Overview[edit | edit source]
Embryonal rhabdomyosarcoma (ERMS) is a soft tissue sarcoma that primarily occurs in children, with the majority of cases diagnosed in patients under the age of 10. It is characterized by its resemblance to the developing embryonic skeletal muscle.
Pathophysiology[edit | edit source]
ERMS arises from primitive mesenchymal cells that are committed to skeletal muscle lineage. These tumors often exhibit a loss of heterozygosity at chromosome 11p15.5, which is associated with the deregulation of the IGF2 gene, contributing to tumorigenesis.
Clinical Presentation[edit | edit source]

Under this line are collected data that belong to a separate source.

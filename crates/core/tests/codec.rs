// Copyright 2024 RISC Zero, Inc.
//
// Licensed under the Apache License, Version 2.0 (the "License");
// you may not use this file except in compliance with the License.
// You may obtain a copy of the License at
//
//     http://www.apache.org/licenses/LICENSE-2.0
//
// Unless required by applicable law or agreed to in writing, software
// distributed under the License is distributed on an "AS IS" BASIS,
// WITHOUT WARRANTIES OR CONDITIONS OF ANY KIND, either express or implied.
// See the License for the specific language governing permissions and
// limitations under the License.

use alloy_primitives::{Address, Bytes, U256};
use proptest::{collection::vec, prelude::*};
use sigcheck_core::{
    build_unsigned_message,
    rlp::{decode, encode_list, RlpItem},
    ChainContext, TransactionFields, TransactionKind,
};

fn arb_item() -> impl Strategy<Value = RlpItem> {
    let leaf = vec(any::<u8>(), 0..80).prop_map(RlpItem::bytes);
    leaf.prop_recursive(3, 64, 8, |inner| vec(inner, 0..8).prop_map(RlpItem::List))
}

fn arb_fields() -> impl Strategy<Value = TransactionFields> {
    (
        any::<u64>(),
        any::<[u8; 32]>(),
        any::<u64>(),
        proptest::option::of(any::<[u8; 20]>()),
        any::<[u8; 32]>(),
        vec(any::<u8>(), 0..200),
    )
        .prop_map(|(nonce, gas_price, gas_limit, to, value, data)| TransactionFields {
            nonce,
            gas_price: U256::from_be_bytes(gas_price),
            gas_limit: U256::from(gas_limit),
            to: to.map(Address::from).into(),
            value: U256::from_be_bytes(value),
            data: Bytes::from(data),
        })
}

proptest! {
    #[test]
    fn list_round_trip(items in vec(arb_item(), 0..16)) {
        prop_assert_eq!(decode(&encode_list(&items)).unwrap(), items);
    }

    #[test]
    fn fields_round_trip(fields in arb_fields(), chain_id in proptest::option::of(any::<u64>())) {
        let message = build_unsigned_message(&fields, ChainContext::from(chain_id));
        let items = decode(message.as_bytes()).unwrap();
        prop_assert_eq!(items.len(), if chain_id.is_some() { 9 } else { 6 });
        prop_assert_eq!(TransactionFields::from_rlp_items(&items).unwrap(), fields);
    }

    #[test]
    fn build_is_deterministic(fields in arb_fields(), chain_id in any::<u64>()) {
        let chain = ChainContext::eip155(chain_id);
        prop_assert_eq!(
            build_unsigned_message(&fields, chain),
            build_unsigned_message(&fields.clone(), chain)
        );
    }
}

#[test]
fn create_round_trip() {
    let fields = TransactionFields {
        to: TransactionKind::Create,
        ..Default::default()
    };
    let message = build_unsigned_message(&fields, ChainContext::legacy());
    assert_eq!(message.as_bytes(), [0xc6, 0x80, 0x80, 0x80, 0x80, 0x80, 0x80]);
}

Patients with ERMS may present with a mass or swelling in various anatomical locations, including the head and neck region, genitourinary tract, and extremities. Symptoms depend on the tumor's location and may include:
- Nasal obstruction or discharge if located in the nasopharynx.

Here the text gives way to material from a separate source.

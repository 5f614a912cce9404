pub mod write_ppm;

pub use write_ppm::write_ppm;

- Hematuria or urinary obstruction if located in the bladder or prostate.
- Vaginal bleeding or discharge in cases of vaginal tumors.
Diagnosis[edit | edit source]
The diagnosis of ERMS involves a combination of imaging studies, biopsy, and histopathological examination. Imaging modalities such as MRI and CT scans are used to assess the extent of the disease. Histologically, ERMS is characterized by small, round, blue cells with varying degrees of differentiation towards skeletal muscle.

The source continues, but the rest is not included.